Made By ~ Aryaman Singh Rana
The following integers are to be taken as input -
- l (length of substring)
- d (Edit Distance)
- indel (Cost of Insertion and Deletion)
- sub (Cost of Substitution)
Randomly generate 20 strings S1, S2 … S20 of length 600 each using alphabet set Σ.
- For each string i from 1 to 20 -
- For each substring M in string Si (where |M| = L): If a neighbour of M occurs in each of the other 19 strings, then output M; (where a string M’ is considered as a neighbour of M if Edit distance (M, M’) <= D).
Edit Distance - The cost is calculated as follows- Given two string X[1…p] and Y[1…q], the cost to transform string X into Y in minimum operations is called as the minimum edit distance of X. The transformations performed and its costs are as follows:
Cost of | |
---|---|
Insertion | Indel |
Deletion | Indel |
Substitution | Sub |
Approach to be applied - Dynamic Programming
Create a matrix E[0…p] [0….q].(where E[i,j] represents the number of transformations required to convert X[1...i] to Y[1…j].) The following parameters are used -
- E[i,0] = i for each 0 ≤𝑖≤𝑝.
- E[0,j]=j for each 0 ≤𝑗≤𝑞.
- E[i,j] = minimum of { 𝐸[𝑖−1,𝑗] + 𝑖𝑛𝑑𝑒𝑙 , 𝐸[𝑖,𝑗−1] + 𝑖𝑛𝑑𝑒𝑙 , 𝐸[𝑖−1,𝑗−1] + { 𝑖𝑓 (𝑋[𝑖]=𝑌[𝑗]) then 0 ; else if (𝑋[𝑖]≠𝑌[𝑗]) then sub)
The value at E[p,q] will give you the Edit Distance.
Array of M - (All substrings which have neighbours in 19 other strings)
I solved this problem, by coding the following program in C++ language. (The full code can be found at the end of this PDF.)
I've divided the code into sections for explanation-
Section | Description |
---|---|
Section 1 | Global Definition |
Section 2 | int Main() |
Section 3 | void fastIO() |
Section 4 | void solve() |
Section 5 | void randomStringG() |
Section 6 | int checkMinDist() |
Basic definition of global variables and typedefs to be used during the execution of the program.
#include <bits/stdc++.h>
#define ll long long int
#define pb push_back
using namespace std;
// using global variables here to store the necessary values
vector<char> seedA = {'A', 'C', 'G', 'T'}; // seed value for generating random string
vector<string> strA; // stores the 20 randomly generated string
vector<string> answer; // stores the output
int strLength = 600;
The int main is used for all input and output related operations.
- srand - is used to make the seed value for random variable as current time.

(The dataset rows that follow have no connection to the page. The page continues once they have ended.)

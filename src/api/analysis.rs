use axum::extract::{Path, Query, State};
use axum::Json;
use chrono::NaiveDate;
use serde::{Deserialize, Serialize};
use tracing::info;

use crate::analysis::{metrics, rules};
use crate::api::routes::ApiState;
use crate::config::{DEFAULT_PAGE_SIZE, MAX_PAGE_SIZE, MIN_PAGE_SIZE};
use crate::error::Result;
use crate::report::meta;
use crate::types::{
    AnalysisConfig, CampaignMetrics, DateRange, FlaggedTerm, KpiSummary, MonthlyPoint,
    SearchTermRow,
};

// ---------------------------------------------------------------------------
// Query param structs
// ---------------------------------------------------------------------------

#[derive(Deserialize)]
pub struct KpiQuery {
    pub campaign: Option<String>,
    pub ad_group: Option<String>,
    pub start_date: Option<NaiveDate>,
    pub end_date: Option<NaiveDate>,
}

#[derive(Deserialize)]
pub struct CampaignQuery {
    pub start_date: Option<NaiveDate>,
    pub end_date: Option<NaiveDate>,
}

#[derive(Deserialize)]
pub struct MonthlyQuery {
    pub campaign: Option<String>,
}

#[derive(Deserialize)]
pub struct BrowseQuery {
    pub page: Option<usize>,
    pub page_size: Option<usize>,
    pub campaign: Option<String>,
    pub ad_group: Option<String>,
    pub sort_by: Option<String>,
    pub sort_order: Option<String>,
}

// ---------------------------------------------------------------------------
// Response types
// ---------------------------------------------------------------------------

#[derive(Serialize)]
pub struct FilterOptions {
    pub campaigns: Vec<String>,
    pub ad_groups: Vec<String>,
    pub portfolios: Vec<String>,
    pub date_range: DateRange,
}

#[derive(Serialize)]
pub struct AnalysisResponse {
    pub total_flagged: usize,
    pub negative_keywords: usize,
    pub negative_asins: usize,
    pub results: Vec<FlaggedTerm>,
}

#[derive(Serialize)]
pub struct BrowsePage {
    pub data: Vec<SearchTermRow>,
    pub total: usize,
    pub page: usize,
    pub page_size: usize,
    pub total_pages: usize,
}

// ---------------------------------------------------------------------------
// Row filtering — applied by this caller layer, not inside the core
// ---------------------------------------------------------------------------

fn filter_rows(
    rows: &[SearchTermRow],
    campaign: Option<&str>,
    ad_group: Option<&str>,
    start_date: Option<NaiveDate>,
    end_date: Option<NaiveDate>,
) -> Vec<SearchTermRow> {
    rows.iter()
        .filter(|row| {
            campaign.map_or(true, |c| row.campaign_name == c)
                && ad_group.map_or(true, |a| row.ad_group_name == a)
                // Date bounds only match rows that actually carry a date.
                && start_date.map_or(true, |s| row.date.map_or(false, |d| d >= s))
                && end_date.map_or(true, |e| row.date.map_or(false, |d| d <= e))
        })
        .cloned()
        .collect()
}

// ---------------------------------------------------------------------------
// Handlers
// ---------------------------------------------------------------------------

pub async fn get_kpis(
    State(state): State<ApiState>,
    Path(session_id): Path<String>,
    Query(params): Query<KpiQuery>,
) -> Result<Json<KpiSummary>> {
    let rows = state.store.report(&session_id)?;
    let filtered = filter_rows(
        &rows,
        params.campaign.as_deref(),
        params.ad_group.as_deref(),
        params.start_date,
        params.end_date,
    );
    Ok(Json(metrics::kpi_summary(&filtered)))
}

pub async fn get_campaign_metrics(
    State(state): State<ApiState>,
    Path(session_id): Path<String>,
    Query(params): Query<CampaignQuery>,
) -> Result<Json<Vec<CampaignMetrics>>> {
    let rows = state.store.report(&session_id)?;
    let filtered = filter_rows(&rows, None, None, params.start_date, params.end_date);
    Ok(Json(metrics::campaign_metrics(&filtered)))
}

pub async fn get_monthly_data(
    State(state): State<ApiState>,
    Path(session_id): Path<String>,
    Query(params): Query<MonthlyQuery>,
) -> Result<Json<Vec<MonthlyPoint>>> {
    let rows = state.store.report(&session_id)?;
    let filtered = filter_rows(&rows, params.campaign.as_deref(), None, None, None);
    Ok(Json(metrics::monthly_series(&filtered)))
}

pub async fn get_filter_options(
    State(state): State<ApiState>,
    Path(session_id): Path<String>,
) -> Result<Json<FilterOptions>> {
    let rows = state.store.report(&session_id)?;
    Ok(Json(FilterOptions {
        campaigns: meta::unique_campaigns(&rows),
        ad_groups: meta::unique_ad_groups(&rows),
        portfolios: meta::unique_portfolios(&rows),
        date_range: meta::date_range(&rows),
    }))
}

/// Run the rule engine over a session's report and cache the flagged set
/// for export.
pub async fn analyze_search_terms(
    State(state): State<ApiState>,
    Path(session_id): Path<String>,
    Json(config): Json<AnalysisConfig>,
) -> Result<Json<AnalysisResponse>> {
    let rows = state.store.report(&session_id)?;
    let results = rules::analyze(&rows, &config);

    let negative_asins = results.iter().filter(|r| r.is_asin).count();
    let negative_keywords = results.len() - negative_asins;
    info!(
        "Analysis for session {session_id}: {} of {} rows flagged ({negative_keywords} keywords, {negative_asins} ASINs)",
        results.len(),
        rows.len(),
    );

    state.store.store_results(&session_id, results.clone());

    Ok(Json(AnalysisResponse {
        total_flagged: results.len(),
        negative_keywords,
        negative_asins,
        results,
    }))
}

/// Paginated browse over the normalized rows, with optional filtering and
/// single-column sort.
pub async fn get_search_terms_data(
    State(state): State<ApiState>,
    Path(session_id): Path<String>,
    Query(params): Query<BrowseQuery>,
) -> Result<Json<BrowsePage>> {
    let rows = state.store.report(&session_id)?;
    let mut filtered = filter_rows(
        &rows,
        params.campaign.as_deref(),
        params.ad_group.as_deref(),
        None,
        None,
    );

    if let Some(sort_by) = params.sort_by.as_deref() {
        let ascending = params.sort_order.as_deref() == Some("asc");
        sort_rows(&mut filtered, sort_by, ascending);
    }

    let page = params.page.unwrap_or(1).max(1);
    let page_size = params
        .page_size
        .unwrap_or(DEFAULT_PAGE_SIZE)
        .clamp(MIN_PAGE_SIZE, MAX_PAGE_SIZE);

    let total = filtered.len();
    let total_pages = total.div_ceil(page_size);
    let start = (page - 1) * page_size;
    let data: Vec<SearchTermRow> = filtered
        .into_iter()
        .skip(start)
        .take(page_size)
        .collect();

    Ok(Json(BrowsePage {
        data,
        total,
        page,
        page_size,
        total_pages,
    }))
}

/// Sort on a fixed column set; unknown keys leave the order untouched.
/// Absent ratios sort below any reported value.
fn sort_rows(rows: &mut [SearchTermRow], sort_by: &str, ascending: bool) {
    const NUMERIC_KEYS: &[&str] = &[
        "impressions",
        "clicks",
        "spend",
        "sales",
        "orders",
        "units",
        "cpc",
        "acos",
        "roas",
        "ctr",
        "conversion rate",
        "conversion_rate",
    ];

    let key = sort_by.trim().to_lowercase();

    let float_key = |row: &SearchTermRow| -> f64 {
        match key.as_str() {
            "impressions" => row.impressions as f64,
            "clicks" => row.clicks as f64,
            "spend" => row.spend,
            "sales" => row.sales,
            "orders" => row.orders as f64,
            "units" => row.units as f64,
            "cpc" => row.cpc,
            "acos" => row.acos.unwrap_or(f64::NEG_INFINITY),
            "roas" => row.roas.unwrap_or(f64::NEG_INFINITY),
            "ctr" => row.ctr.unwrap_or(f64::NEG_INFINITY),
            _ => row.conversion_rate.unwrap_or(f64::NEG_INFINITY),
        }
    };

    match key.as_str() {
        "date" => rows.sort_by_key(|r| r.date),
        "campaign name" | "campaign_name" => {
            rows.sort_by(|a, b| a.campaign_name.cmp(&b.campaign_name))
        }
        "ad group name" | "ad_group_name" => {
            rows.sort_by(|a, b| a.ad_group_name.cmp(&b.ad_group_name))
        }
        "customer search term" | "customer_search_term" => {
            rows.sort_by(|a, b| a.customer_search_term.cmp(&b.customer_search_term))
        }
        k if NUMERIC_KEYS.contains(&k) => {
            rows.sort_by(|a, b| {
                float_key(a)
                    .partial_cmp(&float_key(b))
                    .unwrap_or(std::cmp::Ordering::Equal)
            });
        }
        _ => return, // unknown sort key — leave the order untouched
    }

    if !ascending {
        rows.reverse();
    }
}

// ---------------------------------------------------------------------------
// Tests
// ---------------------------------------------------------------------------

#[cfg(test)]
mod tests {
    use super::*;

    fn row(campaign: &str, date: Option<(i32, u32, u32)>, spend: f64) -> SearchTermRow {
        SearchTermRow {
            date: date.map(|(y, m, d)| NaiveDate::from_ymd_opt(y, m, d).unwrap()),
            campaign_name: campaign.to_string(),
            ad_group_name: "Group".to_string(),
            portfolio: None,
            targeting: String::new(),
            match_type: "broad".to_string(),
            customer_search_term: "term".to_string(),
            impressions: 0,
            clicks: 0,
            spend,
            sales: 0.0,
            orders: 0,
            units: 0,
            cpc: 0.0,
            acos: None,
            roas: None,
            ctr: None,
            conversion_rate: None,
        }
    }

    #[test]
    fn filters_compose_and_dateless_rows_fail_date_bounds() {
        let rows = vec![
            row("A", Some((2024, 1, 10)), 1.0),
            row("A", None, 2.0),
            row("B", Some((2024, 2, 1)), 3.0),
        ];
        let filtered = filter_rows(
            &rows,
            Some("A"),
            None,
            NaiveDate::from_ymd_opt(2024, 1, 1),
            None,
        );
        assert_eq!(filtered.len(), 1);
        assert_eq!(filtered[0].spend, 1.0);
    }

    #[test]
    fn sort_rows_orders_by_numeric_key() {
        let mut rows = vec![row("A", None, 5.0), row("B", None, 1.0), row("C", None, 3.0)];
        sort_rows(&mut rows, "Spend", false);
        let spends: Vec<f64> = rows.iter().map(|r| r.spend).collect();
        assert_eq!(spends, vec![5.0, 3.0, 1.0]);

        sort_rows(&mut rows, "spend", true);
        let spends: Vec<f64> = rows.iter().map(|r| r.spend).collect();
        assert_eq!(spends, vec![1.0, 3.0, 5.0]);
    }

    #[test]
    fn unknown_sort_key_keeps_order() {
        let mut rows = vec![row("B", None, 2.0), row("A", None, 1.0)];
        sort_rows(&mut rows, "nonsense", true);
        assert_eq!(rows[0].campaign_name, "B");
    }
}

Hence, the chance of same random values being generated is removed.
- freopen - is used to designate input and output files
- fastIO() -
- solve() - is where the main logic exists
int main() // input and output are handled here
{
srand(time(0));
freopen("Data.txt", "r", stdin);
freopen("Out.txt", "w", stdout);
fastIO();
int l, d, indel, sub; // input
cin >> l >> d >> indel >> sub;
solve(l, d, indel, sub);
for (int i = 0; i < answer.size(); i++) // output
cout << answer[i] << "\n";
return 0;
}
It is said that in C++, a programmer should use scanf/printf for taking input and output as it takes less time than cin/cout. But by writing the fastIO() code, we achive the same speed while still using cin/cout.
- ios_base::sync_with_stdio(false) - is used to toggle off the synchronization of all the C++ standard streams with their corresponding standard C streams.
- cin.tie(NULL) - is used to make sure output is flushed into the system before taking any more inputs
void fastIO()
{
ios_base::sync_with_stdio(false);
cin.tie(NULL);
}
The solve is where the main loop works.
- First for-loop - is used to generate 20 random strings of length 600 each. Then make substrings of length L and store it in a 2D vector/array.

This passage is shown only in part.